Poppadumdum, no we are not waiting for Anwar. If he ever comes.
It's about people taking back what's rightfully theirs no matter who is in power. Our voice.

Sharon, yes you're right - we have allowed some little people we don't know to dictate to us.

cavingliz said...

Sharon, I went with SIS to the Ministry to hand over the postcards. I've put some of the photos on
http://cavingliz.multiply.com/photos/album/110/SIS_present_postcards_ag
ainst_book_banning_to_Ministry

Anonymous said...

"is not aware of the issues behind book banning in this country"

Why are these issues different from book banning in any country. Do you think Malaysia is unique? This is an issue that has plagued good people everywhere, for thousands of years. The arrogance of essentialism - "we're different" - is a terrible curse. Look for universals, be intelligent, not proud.

bibliobibuli said...

actually Matt i didn't actually get what you were saying in your first comment. which writers have anti-colonial attitudes they must modify? SIS writing about islamic extremism and its effects on women? they are populist? that seems a very odd thing to say ...

i just don't see what anti-colonialism has to do with the price of chicken! *scratching head*

Anonymous said...

Matt, I completely agree with your universality statement. However, I was responding to your anti colonialism statement. That is not what has caused book banning in our country.

Anonymous said...

As the Bangkok hookers' and go-go boys' T-shirts so profoundly say, "SAME SAME BUT NOT THE SAME"

"Be intelligent, not proud" - can I take pride in my intelligence then?

- Poppadumdum

Anonymous said...

have a drink and go to sleep....

Anonymous said...

Hmm... I'm not sure I get ANY of what Matt is saying, actually, not even the "universality" thing. It's a pretty idea, but history is all about particularities, not universals, otherwise why bother to study more than one country?!? Hey, I already read about the Holocaust, I think I'll skip Rwanda. You see one genocide, you've seen 'em all, eh?

Do I think Malaysia is unique? Of COURSE I do! Who doesn't? Seriously, was that meant to be a rhetorical question?!? Malaysia *is* unique, as is Indonesia, as is India, as is the US, as is Botswana, as is the Congo, as is Bermuda.... Context always matters. (Side note: I don't see what essentialism has to do with any of it.) I think what people here are saying is that in the Malaysian context, bookbanning has nothing to do with anticolonialism.

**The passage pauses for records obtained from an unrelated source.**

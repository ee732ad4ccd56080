//! 上课时间索引解码
//!
//! 课表中每门课的 `index` 由若干 `[日, 节]` 组成，每个分量可以是整数、
//! `odd`/`even`/`everyday` 缩写，或者两者混合的列表。解码后得到
//! (循环日, 节次) 的笛卡尔积。

use std::{fmt, str::FromStr};

use serde_json::Value;

use crate::{Course, Error, Result, Term};

/// 缩写
#[derive(Debug, Clone, Copy, PartialEq, Eq)]
pub enum Token {
    Odd,
    Even,
    Everyday,
}

impl Token {
    /// 展开为 `[1, maximum]` 内对应的整数序列
    pub fn expand(self, maximum: u32) -> Vec<u32> {
        match self {
            Self::Odd => (1..=maximum).step_by(2).collect(),
            Self::Even => (2..=maximum).step_by(2).collect(),
            Self::Everyday => (1..=maximum).collect(),
        }
    }
}

impl FromStr for Token {
    type Err = String;

    fn from_str(s: &str) -> std::result::Result<Self, Self::Err> {
        match s.to_lowercase().as_str() {
            "odd" => Ok(Self::Odd),
            "even" => Ok(Self::Even),
            "everyday" => Ok(Self::Everyday),
            _ => Err(format!("\"{s}\" can not be identified")),
        }
    }
}

/// 列表中的单个元素
#[derive(Debug, Clone, PartialEq, Eq)]
pub enum IndexItem {
    Single(i64),
    Token(Token),
}

/// 索引分量
#[derive(Debug, Clone, PartialEq, Eq)]
pub enum IndexComponent {
    Single(i64),
    Token(Token),
    Mixed(Vec<IndexItem>),
}

impl IndexComponent {
    /// 从 JSON 值构造分量；不支持的类型返回描述信息
    pub fn from_value(value: &Value) -> std::result::Result<Self, String> {
        match value {
            Value::Number(_) => integer(value).map(Self::Single),
            Value::String(s) => s.parse().map(Self::Token),
            Value::Array(items) => items
                .iter()
                .map(|item| match item {
                    Value::Number(_) => integer(item).map(IndexItem::Single),
                    Value::String(s) => s.parse().map(IndexItem::Token),
                    other => Err(format!("{other} can not be identified")),
                })
                .collect::<std::result::Result<Vec<_>, _>>()
                .map(Self::Mixed),
            other => Err(format!("{other} can not be identified")),
        }
    }
}

fn integer(value: &Value) -> std::result::Result<i64, String> {
    value
        .as_i64()
        .ok_or_else(|| format!("{value} is not an integer"))
}

/// 一组 `[日, 节]`
#[derive(Debug, Clone, PartialEq, Eq)]
pub struct IndexPair {
    pub day: IndexComponent,
    pub slot: IndexComponent,
}

impl IndexPair {
    pub fn new(day: IndexComponent, slot: IndexComponent) -> Self {
        Self { day, slot }
    }
}

/// 分量所在的字段
#[derive(Debug, Clone, Copy, PartialEq, Eq)]
pub enum Field {
    /// 循环日，从 1 开始
    Day,
    /// 节次，从 0 开始
    Slot,
}

impl fmt::Display for Field {
    fn fmt(&self, f: &mut fmt::Formatter<'_>) -> fmt::Result {
        match self {
            Self::Day => write!(f, "day"),
            Self::Slot => write!(f, "slot"),
        }
    }
}

/// 解码出错时用于定位的上下文
#[derive(Debug, Clone, Copy)]
pub struct DecodeContext<'a> {
    pub term: &'a str,
    pub course: &'a str,
    pub field: Field,
}

impl DecodeContext<'_> {
    fn error(&self, message: impl Into<String>) -> Error {
        Error::schedule(
            format!("{}.{}.index.{}", self.term, self.course, self.field),
            message,
        )
    }
}

/// 解码单个分量
///
/// 循环日的合法范围是 `[1, maximum]`；节次是从 0 开始的下标，合法范围是
/// `[0, maximum)`，缩写按序数展开（`odd` 表示第 1、3、5… 节）。
pub fn decode_component(
    component: &IndexComponent,
    maximum: u32,
    ctx: &DecodeContext<'_>,
) -> Result<Vec<u32>> {
    let resolve_integer = |value: i64| -> Result<u32> {
        let (low, high) = match ctx.field {
            Field::Day => (1, i64::from(maximum)),
            Field::Slot => (0, i64::from(maximum) - 1),
        };
        if value < low || value > high {
            return Err(ctx.error(format!(
                "{value} is out of range, expected {low}..={high}"
            )));
        }
        u32::try_from(value).map_err(|_| ctx.error(format!("{value} is out of range")))
    };

    let resolve_token = |token: Token| -> Vec<u32> {
        let expanded = token.expand(maximum);
        match ctx.field {
            Field::Day => expanded,
            Field::Slot => expanded.into_iter().map(|ordinal| ordinal - 1).collect(),
        }
    };

    match component {
        IndexComponent::Single(value) => Ok(vec![resolve_integer(*value)?]),
        IndexComponent::Token(token) => Ok(resolve_token(*token)),
        IndexComponent::Mixed(items) => {
            let mut decoded = Vec::new();
            for item in items {
                match item {
                    IndexItem::Single(value) => decoded.push(resolve_integer(*value)?),
                    IndexItem::Token(token) => decoded.extend(resolve_token(*token)),
                }
            }
            Ok(decoded)
        }
    }
}

/// 解码后的一次上课：循环日（从 1 开始）与节次（从 0 开始）
#[derive(Debug, Clone, Copy, PartialEq, Eq, PartialOrd, Ord, Hash)]
pub struct Occurrence {
    pub day: u32,
    pub slot: usize,
}

/// 同一节次的所有循环日
#[derive(Debug, Clone, PartialEq, Eq)]
pub struct SlotGroup {
    pub days: Vec<u32>,
    pub slot: usize,
}

/// 解码课程的完整索引，得到所有 `[日, 节]` 笛卡尔积
pub fn decode_index(course: &Course, term: &Term) -> Result<Vec<Occurrence>> {
    let max_day = term.course_cycle(course) * crate::types::WORKDAYS_PER_WEEK;
    let max_slot = u32::try_from(term.timetable.len())
        .map_err(|_| Error::Config(format!("timetable of \"{}\" is too long", term.name)))?;

    let day_ctx = DecodeContext {
        term: &term.name,
        course: &course.name,
        field: Field::Day,
    };
    let slot_ctx = DecodeContext {
        field: Field::Slot,
        ..day_ctx
    };

    let mut product = Vec::new();
    for pair in &course.index {
        let days = decode_component(&pair.day, max_day, &day_ctx)?;
        let slots = decode_component(&pair.slot, max_slot, &slot_ctx)?;
        for &day in &days {
            for &slot in &slots {
                product.push(Occurrence {
                    day,
                    slot: slot as usize,
                });
            }
        }
    }

    Ok(product)
}

/// 按节次合并，节次按首次出现排序，每组内循环日升序（保留重复）
pub fn merge_occurrences(occurrences: &[Occurrence]) -> Vec<SlotGroup> {
    let mut groups: Vec<SlotGroup> = Vec::new();

    for occurrence in occurrences {
        match groups.iter_mut().find(|g| g.slot == occurrence.slot) {
            Some(group) => group.days.push(occurrence.day),
            None => groups.push(SlotGroup {
                days: vec![occurrence.day],
                slot: occurrence.slot,
            }),
        }
    }

    for group in &mut groups {
        group.days.sort_unstable();
    }

    groups
}

/// 将合并结果重新展开为 (日, 节) 列表
pub fn flatten_groups(groups: &[SlotGroup]) -> Vec<Occurrence> {
    groups
        .iter()
        .flat_map(|group| {
            group.days.iter().map(move |&day| Occurrence {
                day,
                slot: group.slot,
            })
        })
        .collect()
}

#[cfg(test)]
mod tests {
    use super::*;
    use chrono::{NaiveDate, NaiveTime};
    use serde_json::json;

    fn ctx(field: Field) -> DecodeContext<'static> {
        DecodeContext {
            term: "Term 1",
            course: "Calculus",
            field,
        }
    }

    fn component(value: Value) -> IndexComponent {
        IndexComponent::from_value(&value).unwrap()
    }

    fn term(cycle: u32, slots: usize) -> Term {
        let timetable = (0..slots)
            .map(|i| NaiveTime::from_hms_opt(8 + i as u32, 0, 0).unwrap())
            .collect();
        Term::new(
            "Term 1",
            NaiveDate::from_ymd_opt(2024, 9, 2).unwrap(),
            NaiveDate::from_ymd_opt(2025, 1, 17).unwrap(),
            40,
            timetable,
            cycle,
        )
        .unwrap()
    }

    fn attach(term: &mut Term, index: Value) -> Course {
        let pairs = index
            .as_array()
            .unwrap()
            .iter()
            .map(|pair| IndexPair::new(component(pair[0].clone()), component(pair[1].clone())))
            .collect();
        term.add_course(Course::new("Calculus", "Zhang", None, pairs, None));
        term.courses().last().unwrap().clone()
    }

    #[test]
    fn test_component_from_value() {
        assert_eq!(component(json!(3)), IndexComponent::Single(3));
        assert_eq!(component(json!("ODD")), IndexComponent::Token(Token::Odd));
        assert_eq!(
            component(json!([1, "even"])),
            IndexComponent::Mixed(vec![IndexItem::Single(1), IndexItem::Token(Token::Even)])
        );
        assert!(IndexComponent::from_value(&json!("weekly")).is_err());
        assert!(IndexComponent::from_value(&json!(1.5)).is_err());
        assert!(IndexComponent::from_value(&json!(true)).is_err());
        assert!(IndexComponent::from_value(&json!([1, [2]])).is_err());
    }

    #[test]
    fn test_decode_tokens() {
        let day = ctx(Field::Day);
        assert_eq!(
            decode_component(&IndexComponent::Token(Token::Odd), 10, &day).unwrap(),
            vec![1, 3, 5, 7, 9]
        );
        assert_eq!(
            decode_component(&IndexComponent::Token(Token::Even), 5, &day).unwrap(),
            vec![2, 4]
        );
        assert_eq!(
            decode_component(&IndexComponent::Token(Token::Everyday), 5, &day).unwrap(),
            vec![1, 2, 3, 4, 5]
        );
    }

    #[test]
    fn test_decode_slot_tokens_are_ordinal() {
        let slot = ctx(Field::Slot);
        assert_eq!(
            decode_component(&IndexComponent::Token(Token::Odd), 4, &slot).unwrap(),
            vec![0, 2]
        );
        assert_eq!(
            decode_component(&IndexComponent::Token(Token::Everyday), 3, &slot).unwrap(),
            vec![0, 1, 2]
        );
    }

    #[test]
    fn test_decode_mixed_keeps_order_and_duplicates() {
        let decoded = decode_component(&component(json!([4, "odd", 1])), 5, &ctx(Field::Day))
            .unwrap();
        assert_eq!(decoded, vec![4, 1, 3, 5, 1]);
    }

    #[test]
    fn test_day_bounds() {
        let day = ctx(Field::Day);
        assert!(decode_component(&IndexComponent::Single(10), 10, &day).is_ok());
        assert!(decode_component(&IndexComponent::Single(11), 10, &day).is_err());
        assert!(decode_component(&IndexComponent::Single(0), 10, &day).is_err());
        assert!(decode_component(&component(json!([1, 11])), 10, &day).is_err());
    }

    #[test]
    fn test_slot_bounds() {
        let slot = ctx(Field::Slot);
        assert!(decode_component(&IndexComponent::Single(0), 2, &slot).is_ok());
        assert!(decode_component(&IndexComponent::Single(1), 2, &slot).is_ok());
        assert!(decode_component(&IndexComponent::Single(2), 2, &slot).is_err());
        assert!(decode_component(&IndexComponent::Single(-1), 2, &slot).is_err());
    }

    #[test]
    fn test_error_identifies_course_and_field() {
        let err = decode_component(&IndexComponent::Single(7), 5, &ctx(Field::Day)).unwrap_err();
        let message = err.to_string();
        assert!(message.contains("Term 1.Calculus.index.day"), "{message}");
        assert!(message.contains('7'), "{message}");
    }

    #[test]
    fn test_single_day_single_slot() {
        let mut term = term(1, 2);
        let course = attach(&mut term, json!([[1, 0]]));

        let product = decode_index(&course, &term).unwrap();
        assert_eq!(product, vec![Occurrence { day: 1, slot: 0 }]);
        assert_eq!(
            merge_occurrences(&product),
            vec![SlotGroup {
                days: vec![1],
                slot: 0
            }]
        );
    }

    #[test]
    fn test_odd_days_two_week_cycle() {
        let mut term = term(2, 3);
        let course = attach(&mut term, json!([["odd", 1]]));

        let product = decode_index(&course, &term).unwrap();
        let days: Vec<_> = product.iter().map(|o| o.day).collect();
        assert_eq!(days, vec![1, 3, 5, 7, 9]);
        assert!(product.iter().all(|o| o.slot == 1));
    }

    #[test]
    fn test_cartesian_product_and_merge() {
        let mut term = term(1, 3);
        let course = attach(&mut term, json!([[[3, 4], [0, 2]], [1, 2]]));

        let product = decode_index(&course, &term).unwrap();
        assert_eq!(
            product,
            vec![
                Occurrence { day: 3, slot: 0 },
                Occurrence { day: 3, slot: 2 },
                Occurrence { day: 4, slot: 0 },
                Occurrence { day: 4, slot: 2 },
                Occurrence { day: 1, slot: 2 },
            ]
        );
        assert_eq!(
            merge_occurrences(&product),
            vec![
                SlotGroup {
                    days: vec![3, 4],
                    slot: 0
                },
                SlotGroup {
                    days: vec![1, 3, 4],
                    slot: 2
                },
            ]
        );
    }

    #[test]
    fn test_course_cycle_override_changes_bound() {
        let mut term = term(2, 2);
        let pairs = vec![IndexPair::new(
            IndexComponent::Single(7),
            IndexComponent::Single(0),
        )];
        term.add_course(Course::new("PE", "Li", None, pairs, Some(1)));

        let course = &term.courses()[0];
        assert_eq!(course.cycle(), Some(1));
        assert!(decode_index(course, &term).is_err());
    }
}
use chrono::{NaiveDate, NaiveDateTime, NaiveTime, TimeDelta};
use uuid::Uuid;

use crate::{Error, Result, cycle, index::IndexPair, location::Location};

/// 每个循环周内的上课日数量（周一至周五）
pub const WORKDAYS_PER_WEEK: u32 = 5;

/// 学期
///
/// 学期独占其课程与假期，课程只能通过 [`Term::add_course`] 挂载，
/// 挂载时回填课程的有效循环周数。
#[derive(Debug, Clone)]
pub struct Term {
    pub name: String,
    pub start: NaiveDate,
    pub end: NaiveDate,
    /// 单节课时长（分钟）
    pub duration: u32,
    /// 每天各节课的开始时间
    pub timetable: Vec<NaiveTime>,
    /// 循环周数
    pub cycle: u32,
    courses: Vec<Course>,
    holidays: Vec<Holiday>,
}

impl Term {
    pub fn new(
        name: impl Into<String>,
        start: NaiveDate,
        end: NaiveDate,
        duration: u32,
        timetable: Vec<NaiveTime>,
        cycle: u32,
    ) -> Result<Self> {
        let name = name.into();

        if cycle == 0 {
            return Err(Error::schedule(
                format!("{name}.cycle"),
                "invalid cycle number, cycle number should be a positive integer",
            ));
        }
        if start > end {
            return Err(Error::schedule(
                format!("{name}.start"),
                format!("term starts on {start} but ends on {end}"),
            ));
        }
        if timetable.is_empty() {
            return Err(Error::schedule(
                format!("{name}.timetable"),
                "timetable must contain at least one class",
            ));
        }
        if duration == 0 {
            return Err(Error::schedule(
                format!("{name}.duration"),
                "class duration must be positive",
            ));
        }

        Ok(Self {
            name,
            start,
            end,
            duration,
            timetable,
            cycle,
            courses: Vec::new(),
            holidays: Vec::new(),
        })
    }

    /// 挂载课程，并根据课程自身的循环设置确定其有效循环周数
    pub fn add_course(&mut self, mut course: Course) {
        let effective = match course.cycle_override {
            None => self.cycle,
            Some(value) => match u32::try_from(value) {
                Ok(cycle) if cycle > 0 => {
                    tracing::warn!(
                        "Exceptional cycle \"{}\" is provided in \"{}.{}\" and this will OVERRIDE the default cycle",
                        cycle,
                        self.name,
                        course.name
                    );
                    cycle
                }
                _ => {
                    tracing::warn!(
                        "Invalid cycle \"{}\" in \"{}.{}\", falling back to the term cycle {}",
                        value,
                        self.name,
                        course.name,
                        self.cycle
                    );
                    self.cycle
                }
            },
        };

        course.cycle = Some(effective);
        self.courses.push(course);
    }

    /// 挂载假期
    pub fn add_holiday(&mut self, holiday: Holiday) {
        self.holidays.push(holiday);
    }

    pub fn courses(&self) -> &[Course] {
        &self.courses
    }

    pub fn holidays(&self) -> &[Holiday] {
        &self.holidays
    }

    /// 一个循环内的上课日总数
    pub fn cycle_days(&self) -> u32 {
        self.cycle * WORKDAYS_PER_WEEK
    }

    /// 学期开始所在周的星期一
    pub fn initial_monday(&self) -> NaiveDate {
        cycle::monday_of(self.start)
    }

    /// 第 `slot` 节课的开始时间
    pub fn slot_time(&self, slot: usize) -> Result<NaiveTime> {
        self.timetable.get(slot).copied().ok_or_else(|| {
            Error::Lookup(format!(
                "slot {} is outside the timetable of \"{}\" ({} slots)",
                slot,
                self.name,
                self.timetable.len()
            ))
        })
    }

    pub fn class_duration(&self) -> TimeDelta {
        TimeDelta::minutes(i64::from(self.duration))
    }

    /// 课程在该学期内的有效循环周数
    pub fn course_cycle(&self, course: &Course) -> u32 {
        course.cycle().unwrap_or(self.cycle)
    }
}

/// 课程信息
#[derive(Debug, Clone)]
pub struct Course {
    pub name: String,
    pub teacher: String,
    pub location: Option<Location>,
    /// 上课时间索引 `[[日, 节], ...]`
    pub index: Vec<IndexPair>,
    cycle_override: Option<i64>,
    cycle: Option<u32>,
}

impl Course {
    pub fn new(
        name: impl Into<String>,
        teacher: impl Into<String>,
        location: Option<Location>,
        index: Vec<IndexPair>,
        cycle_override: Option<i64>,
    ) -> Self {
        Self {
            name: name.into(),
            teacher: teacher.into(),
            location,
            index,
            cycle_override,
            cycle: None,
        }
    }

    /// 有效循环周数，挂载到学期之前为 `None`
    pub fn cycle(&self) -> Option<u32> {
        self.cycle
    }

    /// 事件描述：教师与地点各占一行
    pub fn description(&self) -> String {
        match self.location {
            Some(ref location) => format!("{}\n{}", self.teacher, location),
            None => self.teacher.clone(),
        }
    }
}

/// 假期类型
#[derive(Debug, Clone, Copy, PartialEq, Eq)]
pub enum HolidayKind {
    /// 固定日期
    Fixed,
}

/// 调休补课：在 `date` 重放循环日 `cycle_day` 的课表
#[derive(Debug, Clone, Copy, PartialEq, Eq)]
pub struct Compensation {
    pub date: NaiveDate,
    pub cycle_day: u32,
}

/// 假期
#[derive(Debug, Clone, PartialEq, Eq)]
pub struct Holiday {
    pub name: String,
    pub kind: HolidayKind,
    pub start: NaiveDate,
    pub end: NaiveDate,
    pub compensation: Vec<Compensation>,
}

impl Holiday {
    pub fn new(name: impl Into<String>, start: NaiveDate, end: NaiveDate) -> Result<Self> {
        let name = name.into();
        if start > end {
            return Err(Error::schedule(
                format!("holidays.{name}"),
                format!("holiday starts on {start} but ends on {end}"),
            ));
        }

        Ok(Self {
            name,
            kind: HolidayKind::Fixed,
            start,
            end,
            compensation: Vec::new(),
        })
    }

    pub fn with_compensation(mut self, compensation: Vec<Compensation>) -> Self {
        self.compensation = compensation;
        self
    }

    /// 日期是否落在假期内（首尾皆含）
    pub fn contains(&self, date: NaiveDate) -> bool {
        self.start <= date && date <= self.end
    }
}

/// 事件提醒
#[derive(Debug, Clone, PartialEq, Eq)]
pub struct Alarm {
    /// 提前量
    pub before: TimeDelta,
    pub description: String,
}

/// 每周重复规则
#[derive(Debug, Clone, PartialEq, Eq)]
pub struct RecurrenceRule {
    /// 重复频率，目前只有 WEEKLY
    pub frequency: String,
    /// 每N周
    pub interval: u32,
    /// BYDAY 缩写 (MO..FR)
    pub by_day: &'static str,
    pub until: NaiveDateTime,
}

/// 单个日历事件
#[derive(Debug, Clone)]
pub struct Event {
    pub uid: Uuid,
    pub summary: String,
    pub description: String,
    pub location: Option<Location>,
    pub start: NaiveDateTime,
    pub end: NaiveDateTime,
    pub alarm: Option<Alarm>,
    pub recurrence: Option<RecurrenceRule>,
}

/// 一个学期对应的日历文档
#[derive(Debug, Clone)]
pub struct Calendar {
    pub prodid: String,
    pub name: String,
    pub color: String,
    pub timezone: String,
    pub events: Vec<Event>,
}
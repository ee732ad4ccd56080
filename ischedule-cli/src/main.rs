mod commands;

use std::path::PathBuf;

use anyhow::Result;
use clap::{Parser, Subcommand};
use tracing_subscriber::{layer::SubscriberExt, util::SubscriberInitExt};

#[derive(Parser)]
#[command(name = "ischedule")]
#[command(about = "Convert a class timetable into ICS calendar files")]
#[command(version)]
struct Cli {
    #[command(subcommand)]
    command: Commands,

    /// 启用详细日志
    #[arg(short, long, global = true)]
    verbose: bool,
}

#[derive(Subcommand)]
enum Commands {
    /// 为每个学期生成ICS文件
    Generate {
        /// 程序配置文件
        #[arg(short, long, default_value = "config.json")]
        config: PathBuf,

        /// 课表文件
        #[arg(short, long, default_value = "schedule.json")]
        schedule: PathBuf,

        /// 额外导入的节假日ICS
        #[arg(long)]
        holidays: Option<PathBuf>,

        /// 输出目录
        #[arg(short, long, default_value = ".")]
        output_dir: PathBuf,
    },

    /// 校验课表文件并解码所有课程
    Validate {
        /// 课表文件
        #[arg(short, long, default_value = "schedule.json")]
        schedule: PathBuf,
    },

    /// 列出学期与课程的解码结果
    Terms {
        /// 课表文件
        #[arg(short, long, default_value = "schedule.json")]
        schedule: PathBuf,
    },
}

fn main() -> Result<()> {
    let cli = Cli::parse();

    // 设置日志级别
    let log_level = if cli.verbose { "debug" } else { "info" };

    tracing_subscriber::registry()
        .with(
            tracing_subscriber::EnvFilter::try_from_default_env().unwrap_or_else(|_| {
                format!("ischedule={log_level},ischedule_core={log_level}").into()
            }),
        )
        .with(tracing_subscriber::fmt::layer())
        .init();

    tracing::info!("iSchedule {}", env!("CARGO_PKG_VERSION"));

    match cli.command {
        Commands::Generate {
            config,
            schedule,
            holidays,
            output_dir,
        } => commands::generate_command(&commands::GenerateParams {
            config,
            schedule,
            holidays,
            output_dir,
        }),
        Commands::Validate { schedule } => commands::validate_command(&schedule),
        Commands::Terms { schedule } => commands::terms_command(&schedule),
    }
}
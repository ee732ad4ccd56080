use super::*;
use crate::location::Location;
use chrono::NaiveDate;
use uuid::Uuid;

fn at(y: i32, m: u32, d: u32, h: u32, min: u32) -> NaiveDateTime {
    NaiveDate::from_ymd_opt(y, m, d)
        .unwrap()
        .and_hms_opt(h, min, 0)
        .unwrap()
}

fn event() -> Event {
    Event {
        uid: Uuid::new_v4(),
        summary: "Calculus 12".to_string(),
        description: "Zhang\nA310".to_string(),
        location: Some(Location::Named("A310".to_string())),
        start: at(2024, 9, 4, 10, 0),
        end: at(2024, 9, 4, 11, 10),
        alarm: None,
        recurrence: None,
    }
}

fn calendar(events: Vec<Event>) -> Calendar {
    Calendar {
        prodid: "-//iSchedule//Timetable Calendar//EN".to_string(),
        name: "2025 Schedule - Term 1".to_string(),
        color: "#ff8800".to_string(),
        timezone: "Asia/Shanghai".to_string(),
        events,
    }
}

#[test]
fn test_calendar_header() {
    let ics_content = IcsGenerator::new().generate(&calendar(vec![])).unwrap();

    assert!(ics_content.starts_with("BEGIN:VCALENDAR\r\nVERSION:2.0\r\n"));
    assert!(ics_content.contains("PRODID:-//iSchedule//Timetable Calendar//EN\r\n"));
    assert!(ics_content.contains("X-APPLE-CALENDAR-COLOR:#ff8800\r\n"));
    assert!(ics_content.contains("X-WR-CALNAME:2025 Schedule - Term 1\r\n"));
    assert!(ics_content.contains("X-WR-TIMEZONE:Asia/Shanghai\r\n"));
    assert!(ics_content.ends_with("END:VCALENDAR\r\n"));
    assert!(!ics_content.contains("BEGIN:VEVENT"));
}

#[test]
fn test_single_event() {
    let event = event();
    let uid = event.uid;
    let ics_content = IcsGenerator::new().generate(&calendar(vec![event])).unwrap();

    assert!(ics_content.contains(&format!("UID:{uid}\r\n")));
    assert!(ics_content.contains("DTSTART:20240904T100000\r\n"));
    assert!(ics_content.contains("DTEND:20240904T111000\r\n"));
    assert!(ics_content.contains("SUMMARY:Calculus 12\r\n"));
    assert!(ics_content.contains("LOCATION:A310\r\n"));
    assert!(ics_content.contains("DESCRIPTION:Zhang\\nA310\r\n"));
    assert!(!ics_content.contains("RRULE"));
    assert!(!ics_content.contains("VALARM"));
}

#[test]
fn test_recurring_event_with_alarm() {
    let mut event = event();
    event.recurrence = Some(RecurrenceRule {
        frequency: "WEEKLY".to_string(),
        interval: 2,
        by_day: "WE",
        until: at(2025, 1, 17, 23, 59) + TimeDelta::seconds(59),
    });
    event.alarm = Some(Alarm {
        before: TimeDelta::minutes(75),
        description: "提醒事项".to_string(),
    });

    let ics_content = IcsGenerator::new().generate(&calendar(vec![event])).unwrap();

    assert!(ics_content.contains("RRULE:FREQ=WEEKLY;INTERVAL=2;BYDAY=WE;UNTIL=20250117T235959\r\n"));
    assert!(ics_content.contains("BEGIN:VALARM\r\nACTION:DISPLAY\r\nDESCRIPTION:提醒事项\r\nTRIGGER:-PT1H15M\r\nEND:VALARM\r\n"));
}

#[test]
fn test_weekly_interval_omitted() {
    let mut event = event();
    event.recurrence = Some(RecurrenceRule {
        frequency: "WEEKLY".to_string(),
        interval: 1,
        by_day: "MO",
        until: at(2025, 1, 17, 0, 0),
    });

    let ics_content = IcsGenerator::new().generate(&calendar(vec![event])).unwrap();
    assert!(ics_content.contains("RRULE:FREQ=WEEKLY;BYDAY=MO;UNTIL=20250117T000000\r\n"));
}

#[test]
fn test_trigger_format() {
    let alarm = |minutes| Alarm {
        before: TimeDelta::minutes(minutes),
        description: String::new(),
    };

    assert_eq!(format_trigger(&alarm(0)), "-PT0M");
    assert_eq!(format_trigger(&alarm(15)), "-PT15M");
    assert_eq!(format_trigger(&alarm(120)), "-PT2H");
    assert_eq!(format_trigger(&alarm(90)), "-PT1H30M");
}

#[test]
fn test_escape_text() {
    assert_eq!(escape_text("a,b;c\\d\ne"), "a\\,b\\;c\\\\d\\ne");
    assert_eq!(escape_text("line\r\nbreak"), "line\\nbreak");
}

#[test]
fn test_quote_param_value() {
    assert_eq!(quote_param_value("Science Building"), "Science Building");
    assert_eq!(quote_param_value("Library, Floor 2"), "\"Library, Floor 2\"");
    assert_eq!(quote_param_value("Hall; East"), "\"Hall; East\"");
    assert_eq!(quote_param_value("Room \"A\": 3"), "\"Room A: 3\"");
}

#[test]
fn test_geo_location_and_escaped_summary() {
    let mut event = event();
    event.summary = "Physics; Lab".to_string();
    event.location = Some(Location::Geo {
        name: "Science Building".to_string(),
        latitude: 32.05,
        longitude: 118.78,
    });

    let ics_content = IcsGenerator::new().generate(&calendar(vec![event])).unwrap();
    assert!(ics_content.contains("SUMMARY:Physics\\; Lab\r\n"));
    assert!(ics_content.contains("GEO:32.05;118.78\r\n"));
    assert!(ics_content.contains("X-APPLE-STRUCTURED-LOCATION"));
}

#[test]
fn test_event_ending_before_start() {
    let mut event = event();
    event.end = at(2024, 9, 4, 9, 0);
    assert!(IcsGenerator::new().generate(&calendar(vec![event])).is_err());
}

I could go on and on about the problems I have with your argument (such as I understand it), Matt, but mostly, I think it's a bit patronising to say that Malaysian writers need to be "educated" to modify their anti-colonial attitudes. I think a country that was, just 50 years ago, a colony, needs to be able to analyse its past -- and are we only allowed to say that colonialism was a wonderful, mind-broadening experience for us?!? Who are *you* to tell us what to think and feel about colonialism? The fact that *some* Malaysian writers do blame colonialism for *some* of the mess we're in now doesn't necessarily make them anti-colonial, anti-Western, or anti anything else (and I'm thinking specifically of Farish Noor, who criticises Malaysia's modern authorities at LEAST as much as he criticises the colonial powers).

-- Preeta

Anonymous said...

But for a while you did the same thing, decide what your blog readers could and could not read.

You said you were tired of apologizing to people. Well why were you apologizing to them? free speech isn't a crime. Dissent isn't a crime. Being annoying isn't a crime.

Could the government be tired of apologizing to people who ask them why such books are allowed in the country?

Anonymous said...

Anonymous at 5:37 -- are you seriously drawing a parallel between book-banning on the national level and which comments chooses to publish or not publish on THEIR blog?

Think about that for a minute, would you?

-- Preeta

Anonymous said...

I meant: which comments a person chooses to publish or not publish on their blog.